December 1st ~ You bide your time and you wait for something to happen. You wake up, put on your jeans and clip on your pocket knife, eat a grape stick and crack open your books. You drive your sister to the store for eggs; you feed your bunnies; you go to your aunt's house to help set up her nativity set in her yard because she wants the schoolkids passing by to see the baby Jesus. You drive home and waste time watching Kacey Musgraves videos, but it's not really wasted time because you like it, and you wait for something to happen. You get in your truck and drive to the store. You buy your best friend a Christmas present and you ask the people at Tractor Supply why you haven't been hired yet, and nobody knows. They tell you to come back. You have to wait more. You go outside with your dog and give the donkeys at the barn some soft apples. You get your laptop and you sit on a hay bale under the Christmas lights hung from the cobwebbed rafters typing out words and feelings with freezing fingers while Brad Paisley and Miranda Lambert sing over the radio. You drive into town and climb up into a wooden tree to sing for an hour, then you put on your hat and come home to squash on the stove. The theme music of the Waltons fades and everyone else goes to bed, and you're still sitting here, while the fire peters out, waiting for something to happen.

December 3rd ~ Families are the best thing in the world.

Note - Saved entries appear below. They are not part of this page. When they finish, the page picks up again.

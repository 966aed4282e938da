// zabbixtool/src/restore/reader.rs
use flate2::read::GzDecoder;
use std::fs::File;
use std::io::{self, BufRead, BufReader, Lines, Read};
use std::path::Path;
use thiserror::Error;

#[derive(Debug, Error)]
pub enum ReadError {
    #[error("invalid gzip stream: {0}")]
    Decode(#[source] io::Error),

    #[error("read failed: {0}")]
    Io(#[source] io::Error),
}

/// Lazy line iterator over a gzip-compressed SQL dump.
///
/// Yields each decoded line with its terminator stripped. Empty lines are
/// yielded as-is; filtering them is up to the caller. Errors end the stream
/// for the caller in practice, but the iterator itself only reports them.
pub struct SqlLines<R: Read> {
    lines: Lines<BufReader<GzDecoder<R>>>,
}

impl<R: Read> SqlLines<R> {
    pub fn new(raw: R) -> Self {
        SqlLines {
            lines: BufReader::new(GzDecoder::new(raw)).lines(),
        }
    }
}

impl SqlLines<File> {
    pub fn open(path: &Path) -> io::Result<Self> {
        Ok(Self::new(File::open(path)?))
    }
}

impl<R: Read> Iterator for SqlLines<R> {
    type Item = Result<String, ReadError>;

    fn next(&mut self) -> Option<Self::Item> {
        Some(self.lines.next()?.map_err(classify))
    }
}

// flate2 reports a corrupt gzip stream through io::Error with an
// InvalidInput/InvalidData kind and a truncated one as UnexpectedEof; both
// mean the archive itself is bad. Everything else is a plain read failure.
fn classify(e: io::Error) -> ReadError {
    match e.kind() {
        io::ErrorKind::InvalidInput
        | io::ErrorKind::InvalidData
        | io::ErrorKind::UnexpectedEof => ReadError::Decode(e),
        _ => ReadError::Io(e),
    }
}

Even if they're like awful and you hate them. It's like a weird little clan that you get to be a part of, take advantage of, use and abuse and love to pieces. I love yours and I love mine.

December 13 ~ Also you wouldn't think it's that hard but the weirdest part of acting older is knowing when it's okay to act young. Is there a line or do you just roll with it and hope you're not looking like an idiot? Or does it matter if you look like an idiot? Is anyone looking anyway?
    It's so awfully nice to have friends that are boys who you don't even have to think twice about having a crush on.

December 14 ~ The best education you can get is driving on a freeway, stopping at a gas station, getting lost, going to church, and listening to your grandpa.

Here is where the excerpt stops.